We performed a systematic review to evaluate the reliability of blood and urine biomarkers in identifying fibrosis on biopsy as well as predicting renal outcomes. Using MEDLINE and EMBASE, a two-stage search strategy was implemented. Stage I identified a library of biomarkers correlating with fibrosis on biopsy. Stage II evaluated the association between biomarkers identified in stage I, and renal outcomes. Only biomarkers with moderate positive correlation with fibrosis ( r > 0.40) or acceptable area under the curve (AUC >0.65) advanced to stage II.
Stage I identified 17 studies and 14 biomarkers. Five biomarkers met criteria to advance to stage II, but only three were independently associated with renal outcomes. Transforming growth factor β (TGF-β) correlated with fibrosis ( r = 0.60), and was associated with 1.7–3.9 times the risk of worsening renal function in 426 patients.

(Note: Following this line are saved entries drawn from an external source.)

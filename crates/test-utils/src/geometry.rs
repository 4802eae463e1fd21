//! Polygon measurements for checking isoband output.

/// Signed shoelace area of a closed ring; positive when counter-clockwise.
///
/// The ring may or may not repeat its first point at the end.
pub fn signed_area<P: Copy + Into<(f64, f64)>>(ring: &[P]) -> f64 {
    let n = ring.len();
    if n < 3 {
        return 0.0;
    }
    let mut twice = 0.0;
    for i in 0..n {
        let (x0, y0) = ring[i].into();
        let (x1, y1) = ring[(i + 1) % n].into();
        twice += x0 * y1 - x1 * y0;
    }
    twice / 2.0
}

/// Area of a region given as rings: counter-clockwise outer rings add,
/// clockwise holes subtract.
pub fn region_area<P: Copy + Into<(f64, f64)>>(rings: &[Vec<P>]) -> f64 {
    rings.iter().map(|ring| signed_area(ring)).sum()
}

Monocyte chemoattractant protein-1 (MCP-1) diagnosed fibrosis with AUC of 0.66 and was associated with 2.3–11.0 times the risk of worsening renal function in 596 patients. Matrix metalloproteinase-2 (MMP-2) correlated with fibrosis ( r = 0.41), and was associated with 2.5 times the risk of worsening renal function.
Given the heterogeneity of the data due to diverse patient populations along with differing renal outcomes, a meta-analysis could not be conducted. Nonetheless we can conclude from the published data that TGF-β, MCP-1 and MMP-2 may identify patients at risk for renal fibrosis and hence worse renal outcomes.